ABOUT THIS TASK: Please give the records below back in full, exactly as shown.

Stored data:
################
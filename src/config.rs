use anyhow::{Context, Result};
use serde::{Deserialize, Serialize};
use std::path::{Path, PathBuf};

/// Process-wide configuration. Every field has a default so the binary runs
/// without a config file; a TOML file overrides selectively.
#[derive(Debug, Clone, Serialize, Deserialize)]
#[serde(default)]
pub struct AppConfig {
    /// Host the HTTP service binds to.
    pub host: String,
    /// Port the HTTP service binds to.
    pub port: u16,
    /// Base URL of the gallery site.
    pub site_base: String,
    /// Root directory for downloaded files.
    pub downloads_dir: PathBuf,
    /// Idol names offered by the service.
    pub idols: Vec<String>,
    /// Creator names offered by the service.
    pub creators: Vec<String>,
    pub browser: BrowserSettings,
    pub download: DownloadSettings,
    pub rate_limit: RateLimitSettings,
}

impl Default for AppConfig {
    fn default() -> Self {
        Self {
            host: "0.0.0.0".to_string(),
            port: 5000,
            site_base: "https://idolfap.com".to_string(),
            downloads_dir: PathBuf::from("downloads"),
            idols: vec![
                "jihyo".to_string(),
                "karina".to_string(),
                "izone-yujin".to_string(),
                "park-min-young".to_string(),
            ],
            creators: vec![
                "darkyeji".to_string(),
                "twice".to_string(),
                "blackpink".to_string(),
                "redvelvet".to_string(),
            ],
            browser: BrowserSettings::default(),
            download: DownloadSettings::default(),
            rate_limit: RateLimitSettings::default(),
        }
    }
}

impl AppConfig {
    /// Load from a TOML file, or defaults when `path` is `None`.
    pub fn load(path: Option<&Path>) -> Result<Self> {
        match path {
            Some(path) => {
                let raw = std::fs::read_to_string(path)
                    .with_context(|| format!("failed to read config file {}", path.display()))?;
                toml::from_str(&raw)
                    .with_context(|| format!("failed to parse config file {}", path.display()))
            }
            None => Ok(Self::default()),
        }
    }
}

/// Headless browser launch and teardown knobs.
#[derive(Debug, Clone, Serialize, Deserialize)]
#[serde(default)]
pub struct BrowserSettings {
    pub headless: bool,
    /// Explicit Chrome/Chromium executable; auto-detected when unset.
    pub executable: Option<PathBuf>,
    /// Extra arguments appended to the stock launch args.
    pub extra_args: Vec<String>,
    /// Attempts for browser launch.
    pub launch_attempts: u32,
    /// Seconds to wait between launch attempts.
    pub launch_backoff_secs: u64,
}

impl Default for BrowserSettings {
    fn default() -> Self {
        Self {
            headless: true,
            executable: None,
            extra_args: Vec::new(),
            launch_attempts: 3,
            launch_backoff_secs: 2,
        }
    }
}

/// Navigation and image-download knobs.
#[derive(Debug, Clone, Serialize, Deserialize)]
#[serde(default)]
pub struct DownloadSettings {
    /// Per-attempt navigation timeout in milliseconds. Short by design: fail
    /// fast and retry instead of hanging on a slow page.
    pub nav_timeout_ms: u64,
    /// Navigation attempts before surfacing the last error.
    pub nav_attempts: u32,
    /// Base backoff between navigation attempts in milliseconds; the wait
    /// grows linearly with the attempt number.
    pub nav_backoff_ms: u64,
    /// Timeout for fetching one image through the browser session.
    pub image_timeout_ms: u64,
    /// Images assumed per listing page for pre-flight quota estimation.
    pub images_per_page_estimate: u32,
    /// Consecutive listing failures after which an open-ended walk stops.
    pub max_consecutive_page_failures: u32,
}

impl Default for DownloadSettings {
    fn default() -> Self {
        Self {
            nav_timeout_ms: 10_000,
            nav_attempts: 3,
            nav_backoff_ms: 500,
            image_timeout_ms: 60_000,
            images_per_page_estimate: 15,
            max_consecutive_page_failures: 3,
        }
    }
}

/// Per-client image quota.
#[derive(Debug, Clone, Serialize, Deserialize)]
#[serde(default)]
pub struct RateLimitSettings {
    /// Images allowed per window.
    pub max_images: u32,
    /// Window length in seconds.
    pub window_secs: u64,
    /// How often expired records are swept, in seconds.
    pub sweep_secs: u64,
}

impl Default for RateLimitSettings {
    fn default() -> Self {
        Self {
            max_images: 10,
            window_secs: 600,
            sweep_secs: 900,
        }
    }
}

#[cfg(test)]
mod tests {
    use super::*;
    use std::io::Write;

    #[test]
    fn defaults_are_usable() {
        let cfg = AppConfig::default();
        assert_eq!(cfg.rate_limit.max_images, 10);
        assert_eq!(cfg.download.nav_attempts, 3);
        assert!(!cfg.idols.is_empty());
    }

    #[test]
    fn partial_toml_overrides_defaults() {
        let mut file = tempfile::NamedTempFile::new().unwrap();
        writeln!(
            file,
            "port = 8080\n[rate_limit]\nmax_images = 3\nwindow_secs = 60"
        )
        .unwrap();

        let cfg = AppConfig::load(Some(file.path())).unwrap();
        assert_eq!(cfg.port, 8080);
        assert_eq!(cfg.rate_limit.max_images, 3);
        // untouched sections keep their defaults
        assert_eq!(cfg.download.images_per_page_estimate, 15);
        assert_eq!(cfg.site_base, "https://idolfap.com");
    }

    #[test]
    fn missing_file_is_an_error() {
        assert!(AppConfig::load(Some(Path::new("/nonexistent/idolgrab.toml"))).is_err());
    }
}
################
ANSWER TO THIS PROBLEM:
filename src/config.rs
use anyhow::{Context, Result};
use serde::{Deserialize, Serialize};
use std::path::{Path, PathBuf};

/// Process-wide configuration. Every field has a default so the binary runs
/// without a config file; a TOML file overrides selectively.
#[derive(Debug, Clone, Serialize, Deserialize)]
#[serde(default)]
pub struct AppConfig {
    /// Host the HTTP service binds to.
    pub host: String,
    /// Port the HTTP service binds to.
    pub port: u16,
    /// Base URL of the gallery site.
    pub site_base: String,
    /// Root directory for downloaded files.
    pub downloads_dir: PathBuf,
    /// Idol names offered by the service.
    pub idols: Vec<String>,
    /// Creator names offered by the service.
    pub creators: Vec<String>,
    pub browser: BrowserSettings,
    pub download: DownloadSettings,
    pub rate_limit: RateLimitSettings,
}

impl Default for AppConfig {
    fn default() -> Self {
        Self {
            host: "0.0.0.0".to_string(),
            port: 5000,
            site_base: "https://idolfap.com".to_string(),
            downloads_dir: PathBuf::from("downloads"),
            idols: vec![
                "jihyo".to_string(),
                "karina".to_string(),
                "izone-yujin".to_string(),
                "park-min-young".to_string(),
            ],
            creators: vec![
                "darkyeji".to_string(),
                "twice".to_string(),
                "blackpink".to_string(),
                "redvelvet".to_string(),
            ],
            browser: BrowserSettings::default(),
            download: DownloadSettings::default(),
            rate_limit: RateLimitSettings::default(),
        }
    }
}

impl AppConfig {
    /// Load from a TOML file, or defaults when `path` is `None`.
    pub fn load(path: Option<&Path>) -> Result<Self> {
        match path {
            Some(path) => {
                let raw = std::fs::read_to_string(path)
                    .with_context(|| format!("failed to read config file {}", path.display()))?;
                toml::from_str(&raw)
                    .with_context(|| format!("failed to parse config file {}", path.display()))
            }
            None => Ok(Self::default()),
        }
    }
}

/// Headless browser launch and teardown knobs.
#[derive(Debug, Clone, Serialize, Deserialize)]
#[serde(default)]
pub struct BrowserSettings {
    pub headless: bool,
    /// Explicit Chrome/Chromium executable; auto-detected when unset.
    pub executable: Option<PathBuf>,
    /// Extra arguments appended to the stock launch args.
    pub extra_args: Vec<String>,
    /// Attempts for browser launch.
    pub launch_attempts: u32,
    /// Seconds to wait between launch attempts.
    pub launch_backoff_secs: u64,
}

impl Default for BrowserSettings {
    fn default() -> Self {
        Self {
            headless: true,
            executable: None,
            extra_args: Vec::new(),
            launch_attempts: 3,
            launch_backoff_secs: 2,
        }
    }
}

/// Navigation and image-download knobs.
#[derive(Debug, Clone, Serialize, Deserialize)]
#[serde(default)]
pub struct DownloadSettings {
    /// Per-attempt navigation timeout in milliseconds. Short by design: fail
    /// fast and retry instead of hanging on a slow page.
    pub nav_timeout_ms: u64,
    /// Navigation attempts before surfacing the last error.
    pub nav_attempts: u32,
    /// Base backoff between navigation attempts in milliseconds; the wait
    /// grows linearly with the attempt number.
    pub nav_backoff_ms: u64,
    /// Timeout for fetching one image through the browser session.
    pub image_timeout_ms: u64,
    /// Images assumed per listing page for pre-flight quota estimation.
    pub images_per_page_estimate: u32,
    /// Consecutive listing failures after which an open-ended walk stops.
    pub max_consecutive_page_failures: u32,
}

impl Default for DownloadSettings {
    fn default() -> Self {
        Self {
            nav_timeout_ms: 10_000,
            nav_attempts: 3,
            nav_backoff_ms: 500,
            image_timeout_ms: 60_000,
            images_per_page_estimate: 15,
            max_consecutive_page_failures: 3,
        }
    }
}

/// Per-client image quota.
#[derive(Debug, Clone, Serialize, Deserialize)]
#[serde(default)]
pub struct RateLimitSettings {
    /// Images allowed per window.
    pub max_images: u32,
    /// Window length in seconds.
    pub window_secs: u64,
    /// How often expired records are swept, in seconds.
    pub sweep_secs: u64,
}

impl Default for RateLimitSettings {
    fn default() -> Self {
        Self {
            max_images: 10,
            window_secs: 600,
            sweep_secs: 900,
        }
    }
}

#[cfg(test)]
mod tests {
    use super::*;
    use std::io::Write;

    #[test]
    fn defaults_are_usable() {
        let cfg = AppConfig::default();
        assert_eq!(cfg.rate_limit.max_images, 10);
        assert_eq!(cfg.download.nav_attempts, 3);
        assert!(!cfg.idols.is_empty());
    }

    #[test]
    fn partial_toml_overrides_defaults() {
        let mut file = tempfile::NamedTempFile::new().unwrap();
        writeln!(
            file,
            "port = 8080\n[rate_limit]\nmax_images = 3\nwindow_secs = 60"
        )
        .unwrap();

        let cfg = AppConfig::load(Some(file.path())).unwrap();
        assert_eq!(cfg.port, 8080);
        assert_eq!(cfg.rate_limit.max_images, 3);
        // untouched sections keep their defaults
        assert_eq!(cfg.download.images_per_page_estimate, 15);
        assert_eq!(cfg.site_base, "https://idolfap.com");
    }

    #[test]
    fn missing_file_is_an_error() {
        assert!(AppConfig::load(Some(Path::new("/nonexistent/idolgrab.toml"))).is_err());
    }
}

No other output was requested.